Speaking of Universal, we're currently looking at a months-long black hole of Universal, Dreamworks and Paramount's releases, thanks to their belated integration (or re-integration) into the Blu-ray fold. Not only will it be late spring or early summer before we see any of their flicks hit Blu, we're hearing that they might have trouble buying dual-layer 50GB Blu-ray discs to produce them on, because the more settled Blu-ray studios have already purchased the entire 2008 stock—not hard to do, thanks to the limited number of replication sites and lower yields. This means that they'll only have access to 25GB discs, which could mean fewer features and lower-quality video and audio.
If you don't think capacity is an issue—necessitating the dual-layer discs— a Disney spokesperson (not to mention Metal Gear guru Hideo Kojima) says otherwise: even 50GB isn't enough. Disney's upcoming Sleeping Beauty Platinum release is going to take up two discs: a 50GB double layer plus another 25GB one. While every release won't be a two-disc monster, the company tells us that "franchises like Pirates of the Caribbean or Narnia...also get similar kind of treatments." It also confirmed that, for the moment, Blu-ray disc replicators are "kinda limited."
The Real Enemy
Truthfully, these are all just minor issues. The biggest problem on Blu-ray's hands? DVD. It's entrenched, it's cheap, and for most people, it's good enough (especially upscaled on a 720p LCD from 8 or 10 feet away). Sony mouthpieces and execs laugh off the "threat" of video downloads, but they don't seem to laugh when you talk about the exact same content on DVD. Even while Glasgow assures us they "think [Blu-ray sales] can get up to DVD levels," he admits "there are some issues: upscaling DVDs is getting better and better." Sony continually must "convince people of the value of high definition."
In fact, everyone we talked to—in Hollywood or in hardware—emphasized the need to educate consumers about high def and convince them to make the switch.
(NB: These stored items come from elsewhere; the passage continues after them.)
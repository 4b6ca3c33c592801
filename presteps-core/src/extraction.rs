//! Extraction pipeline: bytes to [`StructuredDocument`] to JSON on disk

use std::fs;
use std::path::{Path, PathBuf};

use tracing::{debug, info};

use crate::config::ExtractionSettings;
use crate::document::{Paragraph, StructuredDocument};
use crate::error::{DecodeError, Result};
use crate::paragraph::ParagraphBuilder;
use crate::serializer::{output_file_name, DocumentSerializer};
use crate::text::PageDecoder;

/// What happened to one input file
#[derive(Debug)]
pub enum ExtractionOutcome {
    /// Extracted; `output` is set when the document was stored
    Extracted {
        document: StructuredDocument,
        output: Option<PathBuf>,
    },
    /// Output already present and `skip_extracted_files` is set
    Skipped { output: PathBuf },
}

/// Decoder, paragraph builder and length filter for one configuration
#[derive(Debug, Clone)]
pub struct Extractor {
    settings: ExtractionSettings,
    decoder: PageDecoder,
    builder: ParagraphBuilder,
    serializer: DocumentSerializer,
}

impl Default for Extractor {
    fn default() -> Self {
        Self::new(ExtractionSettings::default())
    }
}

impl Extractor {
    /// Settings are expected to be validated by the caller
    pub fn new(settings: ExtractionSettings) -> Self {
        Self {
            decoder: PageDecoder::with_options(settings.decode.clone()),
            builder: ParagraphBuilder::with_options(settings.layout.clone()),
            serializer: DocumentSerializer::new(),
            settings,
        }
    }

    pub fn settings(&self) -> &ExtractionSettings {
        &self.settings
    }

    /// Extract a document held in memory
    pub fn extract(&self, bytes: &[u8], source: &str) -> std::result::Result<StructuredDocument, DecodeError> {
        let decoded = self.decoder.decode_document(bytes, source)?;
        let paragraphs = self.builder.build(&decoded.runs);
        let total = paragraphs.len();
        let paragraphs: Vec<Paragraph> = paragraphs
            .into_iter()
            .filter(|p| p.alphabetic_len() >= self.settings.min_paragraph_length)
            .collect();

        debug!(
            source,
            runs = decoded.runs.len(),
            paragraphs = paragraphs.len(),
            filtered = total - paragraphs.len(),
            "extracted document"
        );
        Ok(StructuredDocument::new(source, decoded.page_count, paragraphs))
    }

    /// Read and extract a file. The document is named by its file name.
    pub fn extract_file(&self, path: &Path) -> Result<StructuredDocument> {
        let bytes = fs::read(path)?;
        Ok(self.extract(&bytes, &source_name(path))?)
    }

    /// Output path of `input` inside `output_dir`
    pub fn output_path(&self, input: &Path, output_dir: &Path) -> PathBuf {
        output_dir.join(output_file_name(&source_name(input)))
    }

    /// Extract a file and, when `store_to_file` is set, write it as
    /// `<stem>_output.json` into `output_dir`
    pub fn process_file(&self, input: &Path, output_dir: &Path) -> Result<ExtractionOutcome> {
        let output = self.output_path(input, output_dir);
        if self.settings.skip_extracted_files && output.exists() {
            info!(input = %input.display(), "output exists, skipping");
            return Ok(ExtractionOutcome::Skipped { output });
        }

        let document = self.extract_file(input)?;
        let output = if self.settings.store_to_file {
            self.serializer.write_file(&document, &output)?;
            info!(
                input = %input.display(),
                output = %output.display(),
                paragraphs = document.paragraphs().len(),
                "stored extraction"
            );
            Some(output)
        } else {
            None
        };
        Ok(ExtractionOutcome::Extracted { document, output })
    }
}

fn source_name(path: &Path) -> String {
    path.file_name()
        .map(|name| name.to_string_lossy().into_owned())
        .unwrap_or_else(|| path.display().to_string())
}
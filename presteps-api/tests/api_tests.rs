//! Tests for the HTTP endpoints

use axum::{
    body::Body,
    http::{Request, StatusCode},
    response::Response,
    Router,
};
use http_body_util::BodyExt;
use presteps_api::{app, app_with_settings, CurateResponse};
use presteps_test_suite::utils::single_line_pdf;
use presteps_test_suite::{invalid_pdfs, TestPdfBuilder};
use presteps::ExtractionSettings;
use pretty_assertions::assert_eq;
use serde_json::{json, Value};
use tower::ServiceExt;

const BOUNDARY: &str = "presteps-boundary";

fn multipart_body(file: Option<(&str, &[u8])>, fields: &[(&str, &str)]) -> Vec<u8> {
    let mut body = Vec::new();
    for (name, value) in fields {
        body.extend_from_slice(format!("--{BOUNDARY}\r\n").as_bytes());
        body.extend_from_slice(format!("Content-Disposition: form-data; name=\"{name}\"\r\n\r\n").as_bytes());
        body.extend_from_slice(value.as_bytes());
        body.extend_from_slice(b"\r\n");
    }
    if let Some((file_name, bytes)) = file {
        body.extend_from_slice(format!("--{BOUNDARY}\r\n").as_bytes());
        body.extend_from_slice(
            format!("Content-Disposition: form-data; name=\"file\"; filename=\"{file_name}\"\r\n").as_bytes(),
        );
        body.extend_from_slice(b"Content-Type: application/pdf\r\n\r\n");
        body.extend_from_slice(bytes);
        body.extend_from_slice(b"\r\n");
    }
    body.extend_from_slice(format!("--{BOUNDARY}--\r\n").as_bytes());
    body
}

async fn upload(app: Router, file: Option<(&str, &[u8])>, fields: &[(&str, &str)]) -> Response {
    app.oneshot(
        Request::builder()
            .uri("/api/extract")
            .method("POST")
            .header("content-type", format!("multipart/form-data; boundary={BOUNDARY}"))
            .body(Body::from(multipart_body(file, fields)))
            .unwrap(),
    )
    .await
    .unwrap()
}

async fn post_json(app: Router, uri: &str, body: &Value) -> Response {
    app.oneshot(
        Request::builder()
            .uri(uri)
            .method("POST")
            .header("content-type", "application/json")
            .body(Body::from(serde_json::to_vec(body).unwrap()))
            .unwrap(),
    )
    .await
    .unwrap()
}

async fn json_body(response: Response) -> Value {
    let bytes = response.into_body().collect().await.unwrap().to_bytes();
    serde_json::from_slice(&bytes).unwrap()
}

#[tokio::test]
async fn test_health_check() {
    let response = app()
        .oneshot(Request::builder().uri("/api/health").body(Body::empty()).unwrap())
        .await
        .unwrap();
    assert_eq!(response.status(), StatusCode::OK);

    let json = json_body(response).await;
    assert_eq!(json["status"], "ok");
    assert_eq!(json["service"], "presteps API");
    assert!(json["version"].is_string());
}

#[tokio::test]
async fn test_extract_returns_structured_document() {
    let pdf = single_line_pdf("Scope one emissions were 120 tCO2e", 12.0);
    let response = upload(app(), Some(("report.pdf", &pdf)), &[]).await;
    assert_eq!(response.status(), StatusCode::OK);

    let json = json_body(response).await;
    assert_eq!(json["source"], "report.pdf");
    assert_eq!(json["page_count"], 1);
    assert_eq!(json["paragraphs"][0]["text"], "Scope one emissions were 120 tCO2e");
    assert_eq!(json["paragraphs"][0]["page"], 0);
    assert!(json["created_at"].is_string());
}

#[tokio::test]
async fn test_extract_min_paragraph_length_field() {
    let pdf = single_line_pdf("Short note", 12.0);

    let filtered = json_body(upload(app(), Some(("note.pdf", &pdf)), &[]).await).await;
    assert_eq!(filtered["paragraphs"], json!([]));

    let kept = json_body(upload(app(), Some(("note.pdf", &pdf)), &[("min_paragraph_length", "0")]).await).await;
    assert_eq!(kept["paragraphs"][0]["text"], "Short note");
}

#[tokio::test]
async fn test_extract_uses_server_settings() {
    let settings = ExtractionSettings {
        min_paragraph_length: 0,
        ..ExtractionSettings::default()
    };
    let pdf = single_line_pdf("Short note", 12.0);
    let json = json_body(upload(app_with_settings(settings), Some(("note.pdf", &pdf)), &[]).await).await;
    assert_eq!(json["paragraphs"].as_array().unwrap().len(), 1);
}

#[tokio::test]
async fn test_extract_without_file() {
    let response = upload(app(), None, &[("force", "true")]).await;
    assert_eq!(response.status(), StatusCode::BAD_REQUEST);
    assert_eq!(json_body(response).await["error"], "No file provided in upload");
}

#[tokio::test]
async fn test_extract_rejects_bad_documents() {
    let garbage = invalid_pdfs::garbage();
    let response = upload(app(), Some(("broken.pdf", &garbage)), &[]).await;
    assert_eq!(response.status(), StatusCode::BAD_REQUEST);
    let error = json_body(response).await["error"].as_str().unwrap().to_string();
    assert!(error.starts_with("broken.pdf: not a readable PDF"), "{error}");

    let response = upload(app(), Some(("empty.pdf", b"")), &[]).await;
    assert_eq!(response.status(), StatusCode::BAD_REQUEST);
    assert_eq!(json_body(response).await["error"], "empty.pdf: empty input");
}

#[tokio::test]
async fn test_extract_encrypted_requires_force() {
    let mut builder = TestPdfBuilder::new().with_encryption();
    builder.add_text_page("Confidential figures", 12.0);
    let pdf = builder.build();

    let response = upload(app(), Some(("secret.pdf", &pdf)), &[]).await;
    assert_eq!(response.status(), StatusCode::BAD_REQUEST);
    let error = json_body(response).await["error"].as_str().unwrap().to_string();
    assert!(error.contains("password-protected"), "{error}");

    let response = upload(app(), Some(("secret.pdf", &pdf)), &[("force", "maybe")]).await;
    assert_eq!(response.status(), StatusCode::BAD_REQUEST);
}

#[tokio::test]
async fn test_curate_extracted_document() {
    let pdf = single_line_pdf("Total emissions were 120 tCO2e in the year", 12.0);
    let document = json_body(upload(app(), Some(("acme_2022.pdf", &pdf)), &[]).await).await;

    let request = json!({
        "document": document,
        "annotations": [
            {"question_id": "Q1", "expected_answer": "120 tCO2e", "source_document": "ACME_2022.pdf"},
            {"question_id": "Q2", "expected_answer": "board oversight"},
        ],
    });
    let response = post_json(app(), "/api/curate", &request).await;
    assert_eq!(response.status(), StatusCode::OK);

    let curated: CurateResponse = serde_json::from_value(json_body(response).await).unwrap();
    assert_eq!(curated.positive, 1);
    assert_eq!(curated.ambiguous, 0);
    assert_eq!(curated.records.len(), curated.positive + curated.negative);

    let positive = curated.records.iter().find(|r| r.question_id == "Q1").unwrap();
    assert_eq!(positive.score, 1.0);
    assert_eq!(positive.answer_start, vec![21]);
}

#[tokio::test]
async fn test_curate_rejects_invalid_input() {
    let document = json!({
        "source": "acme.pdf",
        "page_count": 1,
        "created_at": "2024-05-01T10:00:00Z",
        "paragraphs": [
            {"page": 3, "text": "Out of range", "bbox": [0.0, 0.0, 10.0, 10.0], "font": "Helvetica", "font_size": 10.0}
        ],
    });
    let request = json!({"document": document, "annotations": []});
    let response = post_json(app(), "/api/curate", &request).await;
    assert_eq!(response.status(), StatusCode::BAD_REQUEST);
    assert!(json_body(response).await["error"].as_str().unwrap().contains("out of range"));

    let request = json!({
        "document": {"source": "a.pdf", "page_count": 1, "created_at": "2024-05-01T10:00:00Z", "paragraphs": []},
        "annotations": [],
        "config": {"thresholds": {"low": 0.9, "high": 0.2}},
    });
    let response = post_json(app(), "/api/curate", &request).await;
    assert_eq!(response.status(), StatusCode::BAD_REQUEST);
    assert!(json_body(response).await["error"].as_str().unwrap().contains("low threshold"));
}

#[tokio::test]
async fn test_404_not_found() {
    let response = app()
        .oneshot(Request::builder().uri("/api/missing").body(Body::empty()).unwrap())
        .await
        .unwrap();
    assert_eq!(response.status(), StatusCode::NOT_FOUND);
}
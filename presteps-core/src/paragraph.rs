//! Paragraph building
//!
//! Runs are first collected into lines (runs sharing a baseline band,
//! ordered left to right, split at column gutters) and lines are then
//! merged top to bottom into paragraphs while the vertical gap stays small,
//! the lines share a column and the font size does not jump.

use std::cmp::Ordering;
use std::collections::BTreeMap;

use tracing::debug;

use crate::config::LayoutOptions;
use crate::document::{Paragraph, TextRun};
use crate::geometry::BoundingBox;

/// A run of text on one baseline within one column
#[derive(Debug, Clone)]
struct Line {
    text: String,
    bbox: BoundingBox,
    font: String,
    font_size: f64,
}

impl Line {
    fn start(run: &TextRun) -> Self {
        Self {
            text: run.text.clone(),
            bbox: run.bbox,
            font: run.font.clone(),
            font_size: run.font_size,
        }
    }
}

/// Lines grouped into one paragraph so far
#[derive(Debug)]
struct Block {
    lines: Vec<Line>,
    bbox: BoundingBox,
}

impl Block {
    fn last(&self) -> &Line {
        // A block is created with one line and only grows
        &self.lines[self.lines.len() - 1]
    }
}

/// Groups text runs into reading-order paragraphs
#[derive(Debug, Clone, Default)]
pub struct ParagraphBuilder {
    options: LayoutOptions,
}

impl ParagraphBuilder {
    pub fn new() -> Self {
        Self::default()
    }

    pub fn with_options(options: LayoutOptions) -> Self {
        Self { options }
    }

    pub fn options(&self) -> &LayoutOptions {
        &self.options
    }

    /// Build paragraphs for all pages. Blank runs are dropped; output is in
    /// page order, then top-to-bottom, then left-to-right.
    pub fn build(&self, runs: &[TextRun]) -> Vec<Paragraph> {
        let mut pages: BTreeMap<usize, Vec<&TextRun>> = BTreeMap::new();
        for run in runs.iter().filter(|r| !r.is_blank()) {
            pages.entry(run.page).or_default().push(run);
        }

        let mut paragraphs = Vec::new();
        for (page, page_runs) in pages {
            let lines = self.build_lines(page_runs);
            let before = paragraphs.len();
            paragraphs.extend(self.merge_lines(page, lines));
            debug!(page, paragraphs = paragraphs.len() - before, "built paragraphs");
        }
        paragraphs
    }

    fn build_lines(&self, mut runs: Vec<&TextRun>) -> Vec<Line> {
        // Top to bottom by bottom edge, then left to right
        runs.sort_by(|a, b| {
            b.bbox
                .y0
                .partial_cmp(&a.bbox.y0)
                .unwrap_or(Ordering::Equal)
                .then(a.bbox.x0.partial_cmp(&b.bbox.x0).unwrap_or(Ordering::Equal))
        });

        let mut bands: Vec<Vec<&TextRun>> = Vec::new();
        for run in runs {
            match bands.last_mut() {
                Some(band) if self.same_baseline(band[0], run) => band.push(run),
                _ => bands.push(vec![run]),
            }
        }

        let mut lines = Vec::new();
        for mut band in bands {
            band.sort_by(|a, b| a.bbox.x0.partial_cmp(&b.bbox.x0).unwrap_or(Ordering::Equal));
            let mut current: Option<Line> = None;
            for run in band {
                current = Some(match current {
                    None => Line::start(run),
                    Some(mut line) => {
                        let gap = run.bbox.x0 - line.bbox.x1;
                        if gap > self.options.column_gap {
                            lines.push(line);
                            Line::start(run)
                        } else {
                            let size = line.font_size.max(run.font_size);
                            if gap > self.options.word_gap_ratio * size
                                && !line.text.ends_with(char::is_whitespace)
                                && !run.text.starts_with(char::is_whitespace)
                            {
                                line.text.push(' ');
                            }
                            line.text.push_str(&run.text);
                            line.bbox = line.bbox.union(&run.bbox);
                            line
                        }
                    }
                });
            }
            lines.extend(current);
        }
        lines
    }

    fn same_baseline(&self, anchor: &TextRun, run: &TextRun) -> bool {
        let size = anchor.font_size.max(run.font_size);
        (anchor.bbox.y0 - run.bbox.y0).abs() <= self.options.same_line_tolerance * size
    }

    fn merge_lines(&self, page: usize, lines: Vec<Line>) -> Vec<Paragraph> {
        let mut blocks: Vec<Block> = Vec::new();
        for line in lines {
            match blocks
                .iter_mut()
                .rev()
                .find(|block| self.continues(block.last(), &line))
            {
                Some(block) => {
                    block.bbox = block.bbox.union(&line.bbox);
                    block.lines.push(line);
                }
                None => blocks.push(Block {
                    bbox: line.bbox,
                    lines: vec![line],
                }),
            }
        }

        blocks.sort_by(|a, b| {
            b.bbox
                .y1
                .partial_cmp(&a.bbox.y1)
                .unwrap_or(Ordering::Equal)
                .then(a.bbox.x0.partial_cmp(&b.bbox.x0).unwrap_or(Ordering::Equal))
        });
        blocks.into_iter().map(|block| self.finish(page, block)).collect()
    }

    /// Whether `next` continues the paragraph whose last line is `prev`
    fn continues(&self, prev: &Line, next: &Line) -> bool {
        let gap = prev.bbox.gap_above(&next.bbox);
        if gap > self.options.line_gap_ratio * prev.font_size {
            return false;
        }
        if prev.bbox.horizontal_overlap(&next.bbox) <= 0.0
            && prev.bbox.horizontal_distance(&next.bbox) > self.options.column_gap
        {
            return false;
        }
        font_ratio(prev.font_size, next.font_size) <= self.options.font_size_ratio
    }

    fn finish(&self, page: usize, block: Block) -> Paragraph {
        let mut text = String::new();
        for line in &block.lines {
            if text.is_empty() {
                text.push_str(&line.text);
            } else if self.options.merge_hyphenated && ends_with_hyphenated_word(&text) {
                text.pop();
                text.push_str(line.text.trim_start());
            } else {
                text.push(' ');
                text.push_str(line.text.trim_start());
            }
        }

        let first = &block.lines[0];
        Paragraph {
            page,
            text: text.trim().to_string(),
            bbox: block.bbox,
            font: first.font.clone(),
            font_size: first.font_size,
        }
    }
}

/// Larger size over smaller; sizes of zero only match each other
fn font_ratio(a: f64, b: f64) -> f64 {
    let (small, large) = if a < b { (a, b) } else { (b, a) };
    if small > 0.0 {
        large / small
    } else if large > 0.0 {
        f64::INFINITY
    } else {
        1.0
    }
}

fn ends_with_hyphenated_word(text: &str) -> bool {
    let mut chars = text.chars().rev();
    matches!((chars.next(), chars.next()), (Some('-'), Some(c)) if c.is_alphabetic())
}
If it's so inevitable and obvious, why do they need to pour a load of money and ad time into it? Sony's major campaign for the entire year is "HDNA," all about educating consumers about HD.
The Sony brand might "hold up well during difficult economic times" but a recession will keep DVD looking pretty good to a lot of people, even ones who already bought an HDTV. Bundling players with HDTVs—which Glasgow said would happen soon—might spur adoption, but until the Wal-mart masses can easily (read: cheaply) adopt Blu-ray, it's not going to knock DVD players off shelves. That's several years out.
The Dim Light at the End of the Tunnel
Naturally, Blu-ray will only get better—the hardware will improve, the catalog will grow, the feature set will expand. Already standalone players load up much faster than craptastically slow players of yesteryear—one of Pioneer's new players, which will be announced shortly, already boasts a boot time of 14.8 seconds, nearly halving the time of the current fastest standalone player, Panasonic's BD-30, which stands at around 26 seconds. It's on those kind of things that Pioneer plans to compete on in the market, though it'll be asking a heavier price to get them.
Blu-ray will get cheaper though, slowly but surely. Competition between and among BDA members will nudge prices down to the $299 mark this year, and we'll see that mythic $199 mark within a year—with the Chinese cheap-player cavalry not far behind, ready to grind profit margins into oblivion. That's when we'll see mass adoption—when, from a consumer perspective, Blu-ray really "wins." Too bad, on the hardware side, there may not be any spoils left for the victors.